(Saved entries)
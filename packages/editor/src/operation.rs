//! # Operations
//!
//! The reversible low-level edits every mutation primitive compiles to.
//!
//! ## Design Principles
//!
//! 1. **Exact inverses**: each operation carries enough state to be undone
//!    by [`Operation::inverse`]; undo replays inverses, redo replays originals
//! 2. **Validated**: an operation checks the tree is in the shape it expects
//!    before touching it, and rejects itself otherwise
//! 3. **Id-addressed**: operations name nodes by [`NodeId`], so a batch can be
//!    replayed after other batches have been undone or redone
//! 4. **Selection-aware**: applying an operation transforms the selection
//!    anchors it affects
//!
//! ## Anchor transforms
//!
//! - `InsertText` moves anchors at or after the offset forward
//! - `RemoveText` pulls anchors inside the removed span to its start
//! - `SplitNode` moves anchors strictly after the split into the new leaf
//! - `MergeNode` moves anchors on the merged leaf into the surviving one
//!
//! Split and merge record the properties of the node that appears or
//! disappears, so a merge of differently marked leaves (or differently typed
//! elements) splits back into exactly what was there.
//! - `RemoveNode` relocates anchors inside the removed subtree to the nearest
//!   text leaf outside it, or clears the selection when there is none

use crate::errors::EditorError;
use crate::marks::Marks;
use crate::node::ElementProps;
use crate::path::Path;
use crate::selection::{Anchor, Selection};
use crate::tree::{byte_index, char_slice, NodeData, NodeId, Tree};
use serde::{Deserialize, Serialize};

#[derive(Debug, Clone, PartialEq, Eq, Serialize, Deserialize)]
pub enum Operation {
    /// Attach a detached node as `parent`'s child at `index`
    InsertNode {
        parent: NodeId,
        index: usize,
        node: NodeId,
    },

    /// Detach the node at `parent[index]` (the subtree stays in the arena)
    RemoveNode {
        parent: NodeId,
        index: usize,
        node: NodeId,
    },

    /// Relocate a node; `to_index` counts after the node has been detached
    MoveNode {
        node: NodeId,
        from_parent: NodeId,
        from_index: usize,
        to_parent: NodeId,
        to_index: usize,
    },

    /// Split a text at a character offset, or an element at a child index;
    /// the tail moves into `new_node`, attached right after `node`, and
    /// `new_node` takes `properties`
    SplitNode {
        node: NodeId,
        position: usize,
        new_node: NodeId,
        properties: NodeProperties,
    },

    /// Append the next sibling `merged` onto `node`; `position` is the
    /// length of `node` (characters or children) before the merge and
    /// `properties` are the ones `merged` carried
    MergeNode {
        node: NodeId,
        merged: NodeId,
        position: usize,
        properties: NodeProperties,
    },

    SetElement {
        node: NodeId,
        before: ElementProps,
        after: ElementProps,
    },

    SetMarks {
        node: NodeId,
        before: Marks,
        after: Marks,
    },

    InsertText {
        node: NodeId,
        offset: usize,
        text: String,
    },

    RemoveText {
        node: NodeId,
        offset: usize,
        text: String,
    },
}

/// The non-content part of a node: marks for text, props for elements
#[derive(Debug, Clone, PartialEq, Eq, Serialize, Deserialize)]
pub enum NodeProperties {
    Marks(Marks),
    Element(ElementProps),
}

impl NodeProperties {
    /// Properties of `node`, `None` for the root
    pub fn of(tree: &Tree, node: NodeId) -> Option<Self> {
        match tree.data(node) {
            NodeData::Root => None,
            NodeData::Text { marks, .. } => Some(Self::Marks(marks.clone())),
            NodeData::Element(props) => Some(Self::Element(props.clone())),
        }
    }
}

## Required action
Wherever the string "Some" appears in the entries, copy that line.

## Result
            NodeData::Text { marks, .. } => Some(Self::Marks(marks.clone())),
            NodeData::Element(props) => Some(Self::Element(props.clone())),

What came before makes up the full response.